Biwa finds me still at the kitchen table, for his grammar. “Mom, it’s time to do grammar.” I have to take care of something with my assistant in the office, but I’m back in less than ten minutes and I find Biwa sitting, imagining some war happening on the kitchen table between his Lego warriors. “Okay. Let’s get started, please!” he greets me.
Today is a lesson on quotation marks, so after the daily sentence parsing, I read through the lesson with him, go over the practice section so he knows what to do, and set him free.
Now I have a chance to catch up on the emails I’ve been ignoring, but not for long, because Shane is having trouble with the last page of math problems. That takes no time at all to sort out – he was stuck on the name Tonya in the word problems! He finishes that page as I dig out the reading book we are working in. He’s got two pages of reading lessons. While he is starting that, Biwa practices his piano. Shane sneaks over to the piano when reading is finished, and Biwa comes back to do some history: Christopher Columbus, which mainly involves reading. I read aloud to him, plus he has two chapters to read in his book about the explorer.
I call out “What do you want for lunch?” to the other two while Biwa finishes the history reading by himself.
Usually, we watch lunch at the TV with educational videos we get at the library. Today, I have the History Channel’s “Alexander the Great” on instead.

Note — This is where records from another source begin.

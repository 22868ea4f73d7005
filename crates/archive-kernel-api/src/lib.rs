use std::path::{Path, PathBuf};

use anyhow::{anyhow, Context, Result};
use archive_kernel_core::{
    ArchivalId, ArchiveError, ArchiveOutcome, ArchiveRequest, ArchivedRecord, DefaultsPolicy,
    RecordId, RestoreOutcome, RestoreRequest, SchemaDescriptor, StoredAuditEntry,
};
use archive_kernel_store_sqlite::{
    AuditFilter, SchemaStatus, SqliteStore, StoreLayout, StoreOptions, Timeouts,
};
use serde::{Deserialize, Serialize};

pub const API_CONTRACT_VERSION: &str = "api.v1";

/// Everything an embedding application can tune, loadable from YAML. Absent keys keep
/// their defaults.
#[derive(Debug, Clone, Default, PartialEq, Serialize, Deserialize)]
#[serde(default)]
pub struct KernelConfig {
    pub layout: StoreLayout,
    pub defaults: DefaultsPolicy,
    pub timeouts: Timeouts,
}

impl KernelConfig {
    /// Parse and validate a YAML configuration document.
    ///
    /// # Errors
    /// Returns an error when the document is not valid YAML for this shape or fails
    /// [`KernelConfig::validate`].
    pub fn from_yaml_str(raw: &str) -> Result<Self> {
        let config: Self = serde_yaml::from_str(raw).context("failed to parse kernel config")?;
        config.validate()?;
        Ok(config)
    }

    /// Load a YAML configuration file.
    ///
    /// # Errors
    /// Returns an error when the file cannot be read or its contents are invalid.
    pub fn load(path: &Path) -> Result<Self> {
        let raw = std::fs::read_to_string(path)
            .with_context(|| format!("failed to read kernel config {}", path.display()))?;
        Self::from_yaml_str(&raw).with_context(|| format!("invalid kernel config {}", path.display()))
    }

    /// # Errors
    /// Returns an error when a configured identifier is not a plain SQL identifier or the
    /// least-privileged role is not one of the valid roles.
    pub fn validate(&self) -> Result<()> {
        self.layout.validate()?;
        let policy = &self.defaults;
        if !policy.valid_roles.is_empty()
            && !policy
                .valid_roles
                .iter()
                .any(|role| role.eq_ignore_ascii_case(&policy.least_privileged_role))
        {
            return Err(anyhow!(
                "least_privileged_role {:?} is not listed in valid_roles",
                policy.least_privileged_role
            ));
        }
        Ok(())
    }

    #[must_use]
    pub fn store_options(&self) -> StoreOptions {
        StoreOptions {
            layout: self.layout.clone(),
            timeouts: self.timeouts,
            defaults: self.defaults.clone(),
        }
    }
}

#[derive(Debug, Clone, Serialize, Deserialize, PartialEq, Eq)]
pub struct MigrateResult {
    pub dry_run: bool,
    pub current_version: i64,
    pub target_version: i64,
    pub would_apply_versions: Vec<i64>,
    pub inferred_from_legacy: bool,
    pub after_version: Option<i64>,
    pub up_to_date: Option<bool>,
}

#[derive(Debug, Clone, Default, Serialize, Deserialize, PartialEq, Eq)]
pub struct AuditQuery {
    pub archival_id: Option<ArchivalId>,
    pub original_id: Option<RecordId>,
    pub limit: Option<usize>,
}

#[derive(Debug, Clone)]
pub struct ArchiveKernelApi {
    db_path: PathBuf,
    config: KernelConfig,
}

impl ArchiveKernelApi {
    #[must_use]
    pub fn new(db_path: PathBuf) -> Self {
        Self::with_config(db_path, KernelConfig::default())
    }

    #[must_use]
    pub fn with_config(db_path: PathBuf, config: KernelConfig) -> Self {
        Self { db_path, config }
    }

    #[must_use]
    pub fn config(&self) -> &KernelConfig {
        &self.config
    }

    fn open_store(&self) -> Result<SqliteStore> {
        SqliteStore::open_with(&self.db_path, &self.config.store_options())
    }

    /// Open and migrate the store ahead of a mutating call. Failing here means no audit
    /// trail can be written either, so the error is reported as an availability problem.
    fn open_for_write(&self) -> Result<SqliteStore, ArchiveError> {
        let opened = self.open_store().and_then(|mut store| {
            store.migrate()?;
            Ok(store)
        });
        opened.map_err(|err| {
            tracing::error!(
                target: "archive_kernel::audit_fallback",
                db = %self.db_path.display(),
                error = %format!("{err:#}"),
                "store could not be opened; operation not attempted and not audited"
            );
            ArchiveError::StoreUnavailable(format!("{err:#}"))
        })
    }

    /// Inspect schema status without mutating data.
    ///
    /// # Errors
    /// Returns an error when the `SQLite` database cannot be opened or queried.
    pub fn schema_status(&self) -> Result<SchemaStatus> {
        let store = self.open_store()?;
        store.schema_status()
    }

    /// Apply pending migrations, or return planned versions for dry-run mode.
    ///
    /// # Errors
    /// Returns an error when migration planning or execution fails.
    pub fn migrate(&self, dry_run: bool) -> Result<MigrateResult> {
        let mut store = self.open_store()?;
        let before = store.schema_status()?;
        if dry_run {
            return Ok(MigrateResult {
                dry_run: true,
                current_version: before.current_version,
                target_version: before.target_version,
                would_apply_versions: before.pending_versions,
                inferred_from_legacy: before.inferred_from_legacy,
                after_version: None,
                up_to_date: None,
            });
        }

        let planned_versions = before.pending_versions;
        store.migrate()?;
        let after = store.schema_status()?;
        Ok(MigrateResult {
            dry_run: false,
            current_version: before.current_version,
            target_version: before.target_version,
            would_apply_versions: planned_versions,
            inferred_from_legacy: before.inferred_from_legacy,
            after_version: Some(after.current_version),
            up_to_date: Some(after.pending_versions.is_empty()),
        })
    }

    /// Describe the live shape of `entity`. Unknown entities describe as empty.
    ///
    /// # Errors
    /// Returns an error when the store cannot be opened or its catalog cannot be read.
    pub fn describe(&self, entity: &str) -> Result<SchemaDescriptor> {
        let store = self.open_store()?;
        Ok(store.describe(entity)?)
    }

    /// Archive one live record.
    ///
    /// # Errors
    /// Returns an [`ArchiveError`] (inside `anyhow`) for every rejected or failed attempt.
    pub fn archive(&self, request: &ArchiveRequest) -> Result<ArchiveOutcome> {
        let mut store = self.open_for_write()?;
        Ok(store.archive(request)?)
    }

    /// Restore one archival record into the live store.
    ///
    /// # Errors
    /// Returns an [`ArchiveError`] (inside `anyhow`) for every rejected or failed attempt.
    pub fn restore(&self, request: &RestoreRequest) -> Result<RestoreOutcome> {
        let mut store = self.open_for_write()?;
        Ok(store.restore(request)?)
    }

    /// # Errors
    /// Returns an error when the store cannot be opened or read.
    pub fn list_archives(&self, original_id: Option<RecordId>) -> Result<Vec<ArchivedRecord>> {
        let mut store = self.open_store()?;
        store.migrate()?;
        store.list_archives(original_id)
    }

    /// # Errors
    /// Returns [`ArchiveError::NotFound`] (inside `anyhow`) when no such archival record
    /// exists, and other errors when the store cannot be read.
    pub fn get_archive(&self, archival_id: ArchivalId) -> Result<ArchivedRecord> {
        let mut store = self.open_store()?;
        store.migrate()?;
        store
            .get_archive(archival_id)?
            .ok_or_else(|| ArchiveError::NotFound(format!("archival record {archival_id}")).into())
    }

    /// # Errors
    /// Returns an error when the store cannot be opened or the audit trail cannot be read.
    pub fn list_audit(&self, query: &AuditQuery) -> Result<Vec<StoredAuditEntry>> {
        let mut store = self.open_store()?;
        store.migrate()?;
        store.list_audit(&AuditFilter {
            archival_id: query.archival_id,
            original_id: query.original_id,
            operation: None,
            limit: query.limit,
        })
    }
}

Both Biwa and I are fascinated to learn about this iconic historical figure, but this subject is not really for the little ones, thought it can’t hurt for them to see it. They lose interest as soon as they finish eating, though, and head outside to find grasshoppers and snakes.
Biwa finishes up his Bible work and math after lunch. He still has reading, but I send him outside to shoot hoops for a while. In the afternoon, we head out for two karate classes. Biwa has recently advance into orange belt, so the boys are no longer in the same class, but because Biwa finished his work all before 1:30, he gets to play phone games at karate while Shane takes his class. And Tavia has a play date there with her BFF, the younger sister of one of Shane’s classmates.
When we get home, it’s time for some chores. First, Shane must unload the dishwasher. Tavia helps with forks and spoons, as he puts it. He corrected his grandmother the other day for calling it “cutlery.” Biwa gets to load it back up again while I make dinner. He has learned well and loads it perfectly. I’m so proud!
After dinner today we decide to play mancala, a strategy game with marbles, on the new iPad. I love this game, although Biwa thrashes me soundly. Then we do a round of Shoots and Ladders, so Tavia can join in. Soon, it’s off to bed. For me, too. I’m exhausted, but happy!